GOPOS.ID, TIBAWA – Kebijakan Pemerintah Provinsi Gorontalo memberlakukan rapid test antigen bagi penumpang yang tiba di Bandara Jalaluddin Gorontalo perlu didukung ketersediaan Sumber Daya Manusia (SDM) yang memadai. Keterbatasan SDM yang bertugas itu justru memicu terjadinya persoalan. Seperti protes warga yang lama mengantre hingga kerumunan di depan meja pendaftaran. Padahal kini Gorontalo sedang berupaya untuk mencegah penularan Omicron dan gelombang ketiga Covid-19.
Situasi itu sebagaimana pantauan gopos.id, Kamis (10/2/2022) pukul 17.45 Wita. Saat itu ada ratusan penumpang yang baru tiba di Bandara Djalaluddin Gorontalo dari penerbangan Makassar-Gorontalo. Mereka bergegas dari ruang terminal di lantai dua menuju ke ruang kedatangan di lantai satu. Sebelum turun ke ruang kedatangan, satu per satu setiap penumpang dilakukan pengecekan Indonesia Health Alert Card (eHAC) atau kartu kewaspadaan kesehatan. Kartu yang dikembangkan Kementerian Kesehatan secara digital dan terintegrasi dalam aplikasi Peduli Lindungi.
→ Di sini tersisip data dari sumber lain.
//! Outbox Entry Model
//!
//! Domain model for outbox rows used in the Transactional Outbox Pattern.

use chrono::{DateTime, Utc};
use serde::{Deserialize, Serialize};
use uuid::Uuid;

/// Error types for outbox operations
#[derive(Debug, thiserror::Error)]
pub enum OutboxError {
    #[error("Database error: {0}")]
    Database(#[from] sqlx::Error),

    #[error("Serialization error: {0}")]
    Serialization(#[from] serde_json::Error),

    #[error("Entry not found: {0}")]
    NotFound(i64),

    #[error("Infrastructure error: {message}")]
    InfrastructureError { message: String },
}

/// An outbox row ready to be inserted by the producing business transaction.
///
/// The producing application must insert these inside the same transaction
/// that commits the triggering business change; otherwise the delivery
/// guarantee degrades to best-effort.
#[derive(Debug, Clone)]
pub struct NewOutboxEntry {
    pub aggregate: String,
    pub aggregate_id: Uuid,
    pub event_type: String,
    pub payload: serde_json::Value,
    pub occurred_at: DateTime<Utc>,
}

impl NewOutboxEntry {
    pub fn new(
        aggregate: impl Into<String>,
        aggregate_id: Uuid,
        event_type: impl Into<String>,
        payload: serde_json::Value,
        occurred_at: DateTime<Utc>,
    ) -> Self {
        Self {
            aggregate: aggregate.into(),
            aggregate_id,
            event_type: event_type.into(),
            payload,
            occurred_at,
        }
    }
}

/// A durable outbox row as read back from the store.
///
/// `id` is the global ordering key. A row with `processed_at = None` is
/// pending; once set, the row is terminal and excluded from all future
/// claims. The relay never deletes rows.
#[derive(Debug, Clone, Serialize, Deserialize)]
pub struct OutboxEntry {
    pub id: i64,
    pub aggregate: String,
    pub aggregate_id: Uuid,
    pub event_type: String,
    pub payload: serde_json::Value,
    pub occurred_at: DateTime<Utc>,
    pub processed_at: Option<DateTime<Utc>>,
}

impl OutboxEntry {
    /// Check if the entry is still awaiting delivery.
    pub fn is_pending(&self) -> bool {
        self.processed_at.is_none()
    }

    /// Get the age of the entry.
    pub fn age(&self) -> chrono::Duration {
        Utc::now().signed_duration_since(self.occurred_at)
    }
}

/// Statistics about the outbox table, used for periodic worker logging.
#[derive(Debug, Clone, Default)]
pub struct OutboxStats {
    pub pending_count: u64,
    pub processed_count: u64,
    pub oldest_pending_age_seconds: Option<i64>,
}

impl OutboxStats {
    pub fn total(&self) -> u64 {
        self.pending_count + self.processed_count
    }
}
Pengecekan terbilang singkat dan cepat. Barcode informasi eHAC di-scan secara otomatis oleh petugas. Tak sampai 30 detik, semuanya beres. Saat hendak memasuki ruang kedatangan, para penumpang diarahkan oleh Petugas di bandara untuk mengikuti tes rapid antigen. Mayoritas penumpang menuruti permintaan petugas dengan duduk antre menuju meja pendaftaran
Selang 15 menit, antrean menuju meja pendaftaran makin panjang. Sebagian penumpang mulai gelisah. Tak sabar lagi menunggu. Capek, lelah, ngantuk, lapar campur aduk. Kegelisahan para penumpang memuncak. Apalagi ada beberapa penumpang (karena merasa memiliki jabatan, orang penting, atau merasa penting), nyelonong ke meja pendaftaran. Teriakan agar antre bersahutan di antara penumpang.
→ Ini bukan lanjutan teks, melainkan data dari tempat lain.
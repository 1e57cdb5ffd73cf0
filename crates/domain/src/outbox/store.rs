//! Outbox Store Ports
//!
//! The relay claims work one row at a time: each claim owns a row-scoped
//! transaction in the durable store, holding a lock that other relay
//! instances skip over. The claim ends in exactly one of three ways:
//! marked processed, dead-lettered, or dropped (rolling the transaction
//! back and leaving the row pending).

use async_trait::async_trait;

use super::{OutboxEntry, OutboxError};

/// A claimed pending outbox row plus the transaction that locks it.
///
/// At most one relay instance holds a claim on a given row at any instant;
/// concurrent claimers skip locked rows instead of waiting. Dropping a
/// claim without completing it rolls the transaction back, so the row
/// stays pending and becomes claimable again.
#[async_trait]
pub trait ClaimedEntry: Send {
    /// The claimed row.
    fn entry(&self) -> &OutboxEntry;

    /// Terminal success: set `processed_at` and commit.
    async fn mark_processed(self: Box<Self>) -> Result<(), OutboxError>;

    /// Terminal failure: upsert the dead-letter shadow row carrying the
    /// last error, set `processed_at`, and commit — one atomic
    /// transaction. A dead-lettered row counts as processed and is never
    /// retried automatically.
    async fn dead_letter(self: Box<Self>, error: &str) -> Result<(), OutboxError>;
}

/// Port for claiming pending outbox rows under safe concurrency.
#[async_trait]
pub trait OutboxStore: Send + Sync {
    /// Claim the oldest pending row not locked by another transaction.
    ///
    /// Returns `None` when no claimable row exists (the queue is drained
    /// or every remaining pending row is locked by a concurrent relay
    /// instance).
    async fn claim_next(&self) -> Result<Option<Box<dyn ClaimedEntry>>, OutboxError>;
}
Di meja pendaftaran sendiri hanya ada 5 petugas perempuan. Satu di antaranya petugas berseragam Satuan Polisi Pamong Praja (Satpol PP). Mereka melakukan pemeriksaan hasil test Covid-19 setiap penumpang yang ada pada aplikasi Peduli Lindungi. Berbeda dengan di lantai dua. Di meja pendaftaran rapid test antigen, selain hasil tes covid-19 pada aplikasi Peduli Lindung, setiap penumpang diminta menunjukkan Kartu Tanda Penduduk (KTP). Identitas setiap penumpang selanjutnya dicatat dalam daftar pada lembaran kertas. Dilakukan secara manual. Satu orang memeriksa e-HAC, sementara satunya lagi mencatat.
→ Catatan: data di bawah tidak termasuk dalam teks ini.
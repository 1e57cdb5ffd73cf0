//! In-memory doubles for relay engine tests.
//!
//! The store double enforces the claim contract: a row can only be
//! claimed while nobody else holds it, and can only reach a terminal
//! state once. Violations panic, so concurrency tests fail loudly.

use arkiva_relay_domain::broker::{BrokerPublisher, PublishError};
use arkiva_relay_domain::outbox::{ClaimedEntry, OutboxEntry, OutboxError, OutboxStore};
use async_trait::async_trait;
use chrono::Utc;
use std::collections::{BTreeMap, HashMap, HashSet};
use std::sync::{Arc, Mutex};
use std::time::Duration;
use uuid::Uuid;

pub fn entry_for(id: i64, aggregate: &str, aggregate_id: Uuid) -> OutboxEntry {
    OutboxEntry {
        id,
        aggregate: aggregate.to_string(),
        aggregate_id,
        event_type: "DocumentUploaded".to_string(),
        payload: serde_json::json!({"entry": id}),
        occurred_at: Utc::now(),
        processed_at: None,
    }
}

#[derive(Debug, Clone)]
pub struct PublishedMessage {
    pub topic: String,
    pub key: String,
    pub message_id: String,
    pub payload: Vec<u8>,
}

/// Publisher double: records successful publishes, optionally failing the
/// first N attempts (or all of them), optionally sleeping per publish to
/// force task interleaving in concurrency tests.
pub struct RecordingPublisher {
    published: Mutex<Vec<PublishedMessage>>,
    failures_remaining: Mutex<u64>,
    attempts: Mutex<u64>,
    delay: Option<Duration>,
}

impl RecordingPublisher {
    pub fn reliable() -> Self {
        Self::failing_times(0)
    }

    pub fn failing() -> Self {
        Self::failing_times(u64::MAX)
    }

    pub fn failing_times(failures: u64) -> Self {
        Self {
            published: Mutex::new(Vec::new()),
            failures_remaining: Mutex::new(failures),
            attempts: Mutex::new(0),
            delay: None,
        }
    }

    pub fn with_delay(mut self, delay: Duration) -> Self {
        self.delay = Some(delay);
        self
    }

    pub fn published(&self) -> Vec<PublishedMessage> {
        self.published.lock().unwrap().clone()
    }

    pub fn attempts(&self) -> u64 {
        *self.attempts.lock().unwrap()
    }
}

#[async_trait]
impl BrokerPublisher for RecordingPublisher {
    async fn publish(
        &self,
        topic: &str,
        key: &str,
        message_id: &str,
        payload: Vec<u8>,
    ) -> Result<(), PublishError> {
        *self.attempts.lock().unwrap() += 1;

        if let Some(delay) = self.delay {
            tokio::time::sleep(delay).await;
        }

        {
            let mut failures = self.failures_remaining.lock().unwrap();
            if *failures > 0 {
                if *failures != u64::MAX {
                    *failures -= 1;
                }
                return Err(PublishError::Publish("broker unavailable".to_string()));
            }
        }

        self.published.lock().unwrap().push(PublishedMessage {
            topic: topic.to_string(),
            key: key.to_string(),
            message_id: message_id.to_string(),
            payload,
        });

        Ok(())
    }
}

#[derive(Default)]
struct MemoryOutboxInner {
    rows: BTreeMap<i64, OutboxEntry>,
    /// Ids currently claimed (lock held) by some processor.
    active: HashSet<i64>,
    dead: HashMap<i64, String>,
}

/// Store double over a plain map, mimicking skip-locked claiming.
#[derive(Clone, Default)]
pub struct MemoryOutboxStore {
    inner: Arc<Mutex<MemoryOutboxInner>>,
}

impl MemoryOutboxStore {
    pub fn with_entries(entries: Vec<OutboxEntry>) -> Self {
        let store = Self::default();
        {
            let mut inner = store.inner.lock().unwrap();
            for entry in entries {
                inner.rows.insert(entry.id, entry);
            }
        }
        store
    }

    pub fn processed_ids(&self) -> Vec<i64> {
        let inner = self.inner.lock().unwrap();
        inner
            .rows
            .values()
            .filter(|e| e.processed_at.is_some())
            .map(|e| e.id)
            .collect()
    }

    pub fn pending_count(&self) -> usize {
        let inner = self.inner.lock().unwrap();
        inner.rows.values().filter(|e| e.is_pending()).count()
    }

    pub fn dead_letters(&self) -> HashMap<i64, String> {
        self.inner.lock().unwrap().dead.clone()
    }
}

#[async_trait]
impl OutboxStore for MemoryOutboxStore {
    async fn claim_next(&self) -> Result<Option<Box<dyn ClaimedEntry>>, OutboxError> {
        let mut inner = self.inner.lock().unwrap();

        let next = inner
            .rows
            .values()
            .find(|e| e.is_pending() && !inner.active.contains(&e.id))
            .cloned();

        match next {
            None => Ok(None),
            Some(entry) => {
                assert!(
                    inner.active.insert(entry.id),
                    "row {} claimed twice concurrently",
                    entry.id
                );
                Ok(Some(Box::new(MemoryClaim {
                    entry,
                    store: self.clone(),
                    completed: false,
                })))
            }
        }
    }
}

pub struct MemoryClaim {
    entry: OutboxEntry,
    store: MemoryOutboxStore,
    completed: bool,
}

impl MemoryClaim {
    fn finish(&mut self, error: Option<&str>) {
        let mut inner = self.store.inner.lock().unwrap();

        let row = inner
            .rows
            .get_mut(&self.entry.id)
            .expect("claimed row must exist");
        assert!(
            row.processed_at.is_none(),
            "row {} reached a terminal state twice",
            self.entry.id
        );
        row.processed_at = Some(Utc::now());

        if let Some(error) = error {
            let id = self.entry.id;
            inner.dead.insert(id, error.to_string());
        }

        inner.active.remove(&self.entry.id);
        self.completed = true;
    }
}

#[async_trait]
impl ClaimedEntry for MemoryClaim {
    fn entry(&self) -> &OutboxEntry {
        &self.entry
    }

    async fn mark_processed(self: Box<Self>) -> Result<(), OutboxError> {
        let mut this = *self;
        this.finish(None);
        Ok(())
    }

    async fn dead_letter(self: Box<Self>, error: &str) -> Result<(), OutboxError> {
        let mut this = *self;
        this.finish(Some(error));
        Ok(())
    }
}

impl Drop for MemoryClaim {
    fn drop(&mut self) {
        // An abandoned claim releases its lock, leaving the row pending.
        if !self.completed {
            let mut inner = self.store.inner.lock().unwrap();
            inner.active.remove(&self.entry.id);
        }
    }
}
Nama, Nomor Identitas Kependudukan (NIK), serta Nomor Ponsel. Semuanya ditulis pakai tangan. Kendati semua data yang diminta itu secara digital telah terekam dalam database aplikasi Peduli Lindungi. Selain itu KTP yang dimiliki setiap penumpang merupakan KTP Elektronik, yang konon katanya tak perlu lagi difotokopi atau dicatat-catat secara manual.
“Kalau pakai komputer makin lama lagi Pak,” ucap salah seorang petugas yang mengenakan jilbab.
Butuh paling cepat 1 menit untuk setiap penumpang. Alhasil, yang jauh makin mendekat, yang dekat makin rapat. Antrian yang tadinya berjarak satu meter makin mepet. Sudah bisa ditebak, kerumunan pun terjadi di depan meja pendaftaran.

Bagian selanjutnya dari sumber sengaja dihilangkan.